If it doesn't fit into the confines of something I would reasonably share, I
don't share it. I've never gotten blowback for it.

------
droithomme
To understand that how much this is a violation and inappropriate, it's
helpful to imagine the same scenario happening but the other party is someone
you are dating. Someone you are dating is more appropriate to have access with
one's personal social networking accounts than an employer, so if it seems a
problem with the friend, it should be considered even more a problem with the
employer.

Consider the person you are dating saying to you, "We're going to go on your
social network accounts so you can post to everyone how much you love me and
how much you want all your friends to like me." What would be the reaction to
such a demand? Does the demand seem normal and reasonable?

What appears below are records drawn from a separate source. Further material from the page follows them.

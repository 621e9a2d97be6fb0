//! Standard base64 decoding.

use crate::constants::{DECODE_TABLE, PAD};
use crate::Base64Error;

/// Decodes a padded standard base64 string.
///
/// # Example
///
/// ```
/// use docstream_base64::from_base64;
///
/// assert_eq!(from_base64("aGVsbG8=").unwrap(), b"hello");
/// ```
pub fn from_base64(encoded: &str) -> Result<Vec<u8>, Base64Error> {
    let bytes = encoded.as_bytes();
    if bytes.len() % 4 != 0 {
        return Err(Base64Error::InvalidLength(bytes.len()));
    }
    let mut out = Vec::with_capacity(bytes.len() / 4 * 3);
    let quartets = bytes.len() / 4;
    for (index, quartet) in bytes.chunks_exact(4).enumerate() {
        let last = index + 1 == quartets;
        let padding = match (quartet[2], quartet[3]) {
            (PAD, PAD) if last => 2,
            (_, PAD) if last => 1,
            _ => 0,
        };
        let mut sextets = [0u8; 4];
        for (i, &b) in quartet[..4 - padding].iter().enumerate() {
            let sextet = DECODE_TABLE[b as usize];
            if sextet < 0 {
                return Err(Base64Error::InvalidCharacter(index * 4 + i));
            }
            sextets[i] = sextet as u8;
        }
        out.push((sextets[0] << 2) | (sextets[1] >> 4));
        if padding < 2 {
            out.push((sextets[1] << 4) | (sextets[2] >> 2));
        }
        if padding < 1 {
            out.push((sextets[2] << 6) | sextets[3]);
        }
    }
    Ok(out)
}
//! Standard padded base64 for docstream.
//!
//! [`to_base64`] and [`from_base64`] work on whole slices. [`Base64Encoder`]
//! accepts its input in arbitrary chunks, which is how binary payloads are
//! streamed into JSON text.
//!
//! # Example
//!
//! ```
//! use docstream_base64::{from_base64, to_base64};
//!
//! let encoded = to_base64(b"Hello world!");
//! assert_eq!(encoded, "SGVsbG8gd29ybGQh");
//! assert_eq!(from_base64(&encoded).unwrap(), b"Hello world!");
//! ```

mod constants;
mod decode;
mod encode;

pub use constants::{ALPHABET, ALPHABET_BYTES, PAD};
pub use decode::from_base64;
pub use encode::{to_base64, Base64Encoder};

/// Reasons [`from_base64`] rejects its input.
#[derive(Debug, Clone, PartialEq, Eq)]
pub enum Base64Error {
    /// Byte at this offset is outside the alphabet, or is padding before the
    /// final quartet.
    InvalidCharacter(usize),
    /// Input length is not a multiple of four.
    InvalidLength(usize),
}

impl std::fmt::Display for Base64Error {
    fn fmt(&self, f: &mut std::fmt::Formatter<'_>) -> std::fmt::Result {
        match self {
            Base64Error::InvalidCharacter(offset) => {
                write!(f, "invalid base64 character at offset {offset}")
            }
            Base64Error::InvalidLength(len) => {
                write!(f, "base64 length {len} is not a multiple of 4")
            }
        }
    }
}

impl std::error::Error for Base64Error {}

Consider the person you are dating saying to you, "I need you to promise me
that, no matter what happens in the future, you will never say anything bad
about me to any of your friends or family on social media. I also need you to
sign this contract agreeing to damages if you ever say anything bad about me."
What would be the reaction to such a demand? Does the demand seem normal and
reasonable?

I suggest that should these scenarios take place with a trusted friend, it
would not only damage the trust, it has a significant likelihood of being an
inappropriate enough red flag to be a deal-breaker that ends the relationship,
and casts the other party as crazy, desperate, abusive and/or unhinged.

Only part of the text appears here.